El estado de los brazos era aún peor.
—Presenta dislocación en ambos brazos y luxación severa... —comenzó Iván.
Se acomodó las gafas y empezó a soltar toda su erudición médica para justificar la absoluta necesidad de una cirugía.
Una cascada de términos clínicos y especializados llenó la habitación.
Todos los presentes lo escuchaban boquiabiertos, sintiéndose intimidados por tanta ciencia.
La Señora Solis tomó una bocanada de aire y, con voz temblorosa, le expresó la angustia de una madre.
—Doctor Quintana, me parte el corazón ver así a mi muchacho. Lo llamé precisamente porque no quiero que mi hijo menor pase por el quirófano. Se lo ruego, búsquele otra solución, ayúdenos, por favor.
Después de todo, él era el jefe de la doctora, un experto avalado por todo su prestigio.
Decir que no podía hacer nada sin operarlo no tenía lógica para ella.
Además, había sido Isabel quien se lo había recomendado. Isabel, que era mucho más atenta y cariñosa que sus propios nietos, nunca se equivocaba.
Si ella aseguraba que el Doctor Quintana era un prodigio, entonces tenía que ser capaz de lo imposible.
Isabel le dio unas palmaditas reconfortantes en la mano a la anciana. —No se preocupe, abuela. Voy a hablar con el Doctor Quintana.
Se acercó a él y le preguntó en tono suave: —¿Es absolutamente necesaria la cirugía?
Iván se ajustó las gafas. —Así es.
Isabel forzó una sonrisa brillante. —Samuel solo cayó desde un segundo piso. Sus heridas no pueden ser tan catastróficas. ¿Por qué no lo examinas manualmente y le acomodas los huesos?
Lo miró fijamente, irradiando una confianza absoluta.
Si Sofía podía hacer esas cosas con los ojos cerrados, el eminente Doctor Quintana no debería tener el menor problema.
Pero Iván se mantuvo firme. —No es posible.
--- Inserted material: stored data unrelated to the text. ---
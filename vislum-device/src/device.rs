use vislum_cache::{Blueprint, CacheStats, Cached, ContentCache, Fingerprint};

use crate::{
    backend::{DeviceBackend, HeadlessBackend, TextureCreateInfo},
    error::DeviceResult,
    object::{
        AttachmentTexture, BindGroupLayout, BindGroupLayoutDescriptor, ComputePipeline,
        ComputePipelineDescriptor, MultisampleAttachment, MultisampleAttachmentDescriptor,
        PipelineLayout, PipelineLayoutDescriptor, RenderPipeline, RenderPipelineDescriptor,
        Sampler, SamplerDescriptor, ShaderModule, ShaderModuleDescriptor,
    },
};

/// How a [`Device`] is set up.
#[derive(Debug, Clone, PartialEq, Eq)]
pub struct DeviceCreateInfo {
    /// Prefix of the device's log lines and cache labels.
    pub label: String,
    /// When off, every request realizes a new object that no cache knows of.
    pub object_caching: bool,
    /// Initial capacity of each object cache.
    pub cache_capacity: usize,
}

impl Default for DeviceCreateInfo {
    fn default() -> Self {
        Self {
            label: "device".to_string(),
            object_caching: true,
            cache_capacity: 0,
        }
    }
}

/// Statistics of every object cache of a device.
#[derive(Debug, Default, Clone, Copy, PartialEq, Eq)]
pub struct DeviceCacheStats {
    pub compute_pipelines: CacheStats,
    pub render_pipelines: CacheStats,
    pub multisample_attachments: CacheStats,
    pub bind_group_layouts: CacheStats,
    pub pipeline_layouts: CacheStats,
    pub samplers: CacheStats,
    pub shader_modules: CacheStats,
}

// Caches are declared (and dropped) before the caches of the objects their
// descriptors hold: pipelines before layouts and modules, pipeline layouts
// before bind group layouts.
struct DeviceCaches<B: DeviceBackend> {
    compute_pipelines: ContentCache<ComputePipelineDescriptor<B>, B::ComputePipeline>,
    render_pipelines: ContentCache<RenderPipelineDescriptor<B>, B::RenderPipeline>,
    multisample_attachments: ContentCache<MultisampleAttachmentDescriptor, AttachmentTexture<B>>,
    pipeline_layouts: ContentCache<PipelineLayoutDescriptor<B>, B::PipelineLayout>,
    bind_group_layouts: ContentCache<BindGroupLayoutDescriptor, B::BindGroupLayout>,
    samplers: ContentCache<SamplerDescriptor, B::Sampler>,
    shader_modules: ContentCache<ShaderModuleDescriptor, B::ShaderModule>,
}

impl<B: DeviceBackend> DeviceCaches<B> {
    fn new(label: &str, capacity: usize) -> Self {
        let cache_label = |category: &str| format!("{label}/{category}");

        Self {
            compute_pipelines: ContentCache::with_capacity(
                cache_label("compute pipelines"),
                capacity,
            ),
            render_pipelines: ContentCache::with_capacity(
                cache_label("render pipelines"),
                capacity,
            ),
            multisample_attachments: ContentCache::with_capacity(
                cache_label("multisample attachments"),
                capacity,
            ),
            bind_group_layouts: ContentCache::with_capacity(
                cache_label("bind group layouts"),
                capacity,
            ),
            pipeline_layouts: ContentCache::with_capacity(cache_label("pipeline layouts"), capacity),
            samplers: ContentCache::with_capacity(cache_label("samplers"), capacity),
            shader_modules: ContentCache::with_capacity(cache_label("shader modules"), capacity),
        }
    }
}

/// Realizes driver objects on a backend, handing out one shared object per
/// distinct descriptor.
///
/// Requests whose descriptor is invalid fail before any cache is consulted.
pub struct Device<B: DeviceBackend> {
    label: String,
    object_caching: bool,
    caches: DeviceCaches<B>,
    backend: B,
}

static_assertions::assert_impl_all!(Device<HeadlessBackend>: Send, Sync);

impl<B: DeviceBackend> Device<B> {
    pub fn new(backend: B, create_info: DeviceCreateInfo) -> Self {
        let DeviceCreateInfo {
            label,
            object_caching,
            cache_capacity,
        } = create_info;

        log::debug!("{label}: created (object caching {object_caching})");

        Self {
            caches: DeviceCaches::new(&label, cache_capacity),
            label,
            object_caching,
            backend,
        }
    }

    #[inline]
    pub fn label(&self) -> &str {
        &self.label
    }

    #[inline]
    pub fn backend(&self) -> &B {
        &self.backend
    }

    #[inline]
    pub fn limits(&self) -> &wgpu::Limits {
        self.backend.limits()
    }

    #[inline]
    pub fn object_caching(&self) -> bool {
        self.object_caching
    }

    /// Returns a texture and view matching `descriptor`, shared with every live
    /// attachment that has the same descriptor.
    pub fn get_or_create_multisample_attachment(
        &self,
        descriptor: MultisampleAttachmentDescriptor,
    ) -> DeviceResult<MultisampleAttachment<B>> {
        descriptor.validate(self.limits())?;

        self.realize(&self.caches.multisample_attachments, descriptor, |descriptor| {
            let texture = self.backend.create_texture(&TextureCreateInfo {
                label: Some("multisample attachment"),
                format: descriptor.format,
                width: descriptor.width,
                height: descriptor.height,
                sample_count: descriptor.sample_count,
                usage: wgpu::TextureUsages::RENDER_ATTACHMENT,
            })?;
            let view = self.backend.create_texture_view(&texture)?;
            Ok(AttachmentTexture::new(texture, view))
        })
    }

    pub fn get_or_create_bind_group_layout(
        &self,
        descriptor: BindGroupLayoutDescriptor,
    ) -> DeviceResult<BindGroupLayout<B>> {
        descriptor.validate(self.limits())?;

        self.realize(&self.caches.bind_group_layouts, descriptor, |descriptor| {
            self.backend.create_bind_group_layout(descriptor.entries())
        })
    }

    pub fn get_or_create_pipeline_layout(
        &self,
        descriptor: PipelineLayoutDescriptor<B>,
    ) -> DeviceResult<PipelineLayout<B>> {
        descriptor.validate(self.limits())?;

        self.realize(&self.caches.pipeline_layouts, descriptor, |descriptor| {
            let layouts: Vec<&B::BindGroupLayout> = descriptor
                .bind_group_layouts()
                .iter()
                .map(Cached::resource)
                .collect();
            self.backend.create_pipeline_layout(&layouts)
        })
    }

    pub fn get_or_create_sampler(&self, descriptor: SamplerDescriptor) -> DeviceResult<Sampler<B>> {
        descriptor.validate()?;

        self.realize(&self.caches.samplers, descriptor, |descriptor| {
            self.backend.create_sampler(descriptor)
        })
    }

    pub fn get_or_create_shader_module(
        &self,
        descriptor: ShaderModuleDescriptor,
    ) -> DeviceResult<ShaderModule<B>> {
        descriptor.validate()?;

        self.realize(&self.caches.shader_modules, descriptor, |descriptor| {
            self.backend.create_shader_module(descriptor)
        })
    }

    /// Returns a compute pipeline shared by every request naming the same
    /// layout, module and entry point.
    pub fn get_or_create_compute_pipeline(
        &self,
        descriptor: ComputePipelineDescriptor<B>,
    ) -> DeviceResult<ComputePipeline<B>> {
        descriptor.validate()?;

        self.realize(&self.caches.compute_pipelines, descriptor, |descriptor| {
            self.backend.create_compute_pipeline(descriptor)
        })
    }

    pub fn get_or_create_render_pipeline(
        &self,
        descriptor: RenderPipelineDescriptor<B>,
    ) -> DeviceResult<RenderPipeline<B>> {
        descriptor.validate(self.limits())?;

        self.realize(&self.caches.render_pipelines, descriptor, |descriptor| {
            self.backend.create_render_pipeline(descriptor)
        })
    }

    pub fn cache_stats(&self) -> DeviceCacheStats {
        DeviceCacheStats {
            compute_pipelines: self.caches.compute_pipelines.stats(),
            render_pipelines: self.caches.render_pipelines.stats(),
            multisample_attachments: self.caches.multisample_attachments.stats(),
            bind_group_layouts: self.caches.bind_group_layouts.stats(),
            pipeline_layouts: self.caches.pipeline_layouts.stats(),
            samplers: self.caches.samplers.stats(),
            shader_modules: self.caches.shader_modules.stats(),
        }
    }

    fn realize<D, R, F>(
        &self,
        cache: &ContentCache<D, R>,
        descriptor: D,
        factory: F,
    ) -> DeviceResult<Cached<D, R>>
    where
        D: Fingerprint + Eq,
        F: FnOnce(&D) -> DeviceResult<R>,
    {
        let blueprint = Blueprint::new(descriptor);

        if !self.object_caching {
            let resource = factory(blueprint.descriptor())?;
            return Ok(Cached::detached(blueprint, resource)?);
        }

        cache.find_or_create(blueprint, factory)
    }
}

impl<B: DeviceBackend + std::fmt::Debug> std::fmt::Debug for Device<B> {
    fn fmt(&self, f: &mut std::fmt::Formatter<'_>) -> std::fmt::Result {
        f.debug_struct("Device")
            .field("label", &self.label)
            .field("object_caching", &self.object_caching)
            .field("backend", &self.backend)
            .finish_non_exhaustive()
    }
}

#[cfg(test)]
mod tests {
    use super::*;
    use crate::{backend::ObjectKind, error::DeviceError};

    fn device() -> Device<HeadlessBackend> {
        let _ = env_logger::builder().is_test(true).try_init();
        Device::new(HeadlessBackend::new(), DeviceCreateInfo::default())
    }

    fn texture_entry(binding: u32) -> wgpu::BindGroupLayoutEntry {
        wgpu::BindGroupLayoutEntry {
            binding,
            visibility: wgpu::ShaderStages::FRAGMENT,
            ty: wgpu::BindingType::Texture {
                sample_type: wgpu::TextureSampleType::Float { filterable: true },
                view_dimension: wgpu::TextureViewDimension::D2,
                multisampled: false,
            },
            count: None,
        }
    }

    #[test]
    fn invalid_descriptors_never_reach_the_cache() {
        let device = device();

        let result = device.get_or_create_bind_group_layout(BindGroupLayoutDescriptor::new([
            texture_entry(0),
            texture_entry(0),
        ]));
        assert!(matches!(result, Err(DeviceError::Validation(_))));

        let result = device.get_or_create_multisample_attachment(
            MultisampleAttachmentDescriptor::new(wgpu::TextureFormat::Rgba8Unorm, 256, 256, 8),
        );
        assert!(matches!(result, Err(DeviceError::Validation(_))));

        assert_eq!(device.cache_stats(), DeviceCacheStats::default());
        assert_eq!(device.backend().created(ObjectKind::BindGroupLayout), 0);
        assert_eq!(device.backend().created(ObjectKind::Texture), 0);
    }

    #[test]
    fn caching_can_be_turned_off() {
        let device = Device::new(
            HeadlessBackend::new(),
            DeviceCreateInfo {
                object_caching: false,
                ..Default::default()
            },
        );

        let a = device.get_or_create_sampler(SamplerDescriptor::default()).unwrap();
        let b = device.get_or_create_sampler(SamplerDescriptor::default()).unwrap();

        assert!(!Cached::ptr_eq(&a, &b));
        assert_eq!(a, b);
        assert!(!a.is_cached_reference());
        assert_eq!(device.backend().created(ObjectKind::Sampler), 2);
        assert_eq!(device.cache_stats().samplers, CacheStats::default());
    }

    #[test]
    fn factory_errors_surface_unchanged() {
        let device = device();
        device
            .backend()
            .inject_failure(ObjectKind::TextureView, DeviceError::OutOfMemory);

        let descriptor =
            MultisampleAttachmentDescriptor::new(wgpu::TextureFormat::Rgba8Unorm, 16, 16, 4);
        assert_eq!(
            device
                .get_or_create_multisample_attachment(descriptor)
                .unwrap_err(),
            DeviceError::OutOfMemory
        );

        // The texture made before the view failed has been released.
        assert_eq!(device.backend().live(ObjectKind::Texture), 0);
        assert_eq!(device.cache_stats().multisample_attachments.entries, 0);

        let attachment = device
            .get_or_create_multisample_attachment(descriptor)
            .unwrap();
        assert!(attachment.is_cached_reference());
    }

    #[test]
    fn shader_modules_are_keyed_on_source() {
        let device = device();
        let source = "@compute @workgroup_size(1) fn main() {}";

        let a = device
            .get_or_create_shader_module(ShaderModuleDescriptor::wgsl(source))
            .unwrap();
        let b = device
            .get_or_create_shader_module(ShaderModuleDescriptor::wgsl(source))
            .unwrap();
        let c = device
            .get_or_create_shader_module(ShaderModuleDescriptor::wgsl(
                "@compute @workgroup_size(2) fn main() {}",
            ))
            .unwrap();

        assert!(Cached::ptr_eq(&a, &b));
        assert!(!Cached::ptr_eq(&a, &c));
        assert_eq!(device.backend().created(ObjectKind::ShaderModule), 2);

        assert!(matches!(
            device.get_or_create_shader_module(ShaderModuleDescriptor::wgsl("fn (")),
            Err(DeviceError::Validation(_))
        ));
        assert_eq!(device.cache_stats().shader_modules.misses, 2);
    }
}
Se requiere intervención quirúrgica.
Acomodar huesos requería técnica y, sobre todo, experiencia.
Dependía de un profundo conocimiento de la especialidad y de años de práctica clínica.
Y él se había formado en medicina general, no era ortopedista ni traumatólogo.
De las técnicas milenarias que su maestro, Santiago Valdivia, le había enseñado, apenas había captado lo más básico, pues su juventud había estado marcada por una vida nómada y caótica.
La sonrisa de Isabel se mantuvo intacta, pero sus ojos se afilaron.
—Hace un momento Don Esteban mencionó que tu exempleada, Sofía, le había acomodado la mandíbula a la abuela, y yo misma la he visto reparar fracturas con las manos. Tú eres el jefe, se supone que tu nivel es superior. Olvidémonos por un momento de si hay riesgo de recaída a futuro. Lo urgente ahora es aliviar el sufrimiento de Samuel. Lo demás lo resolveremos después.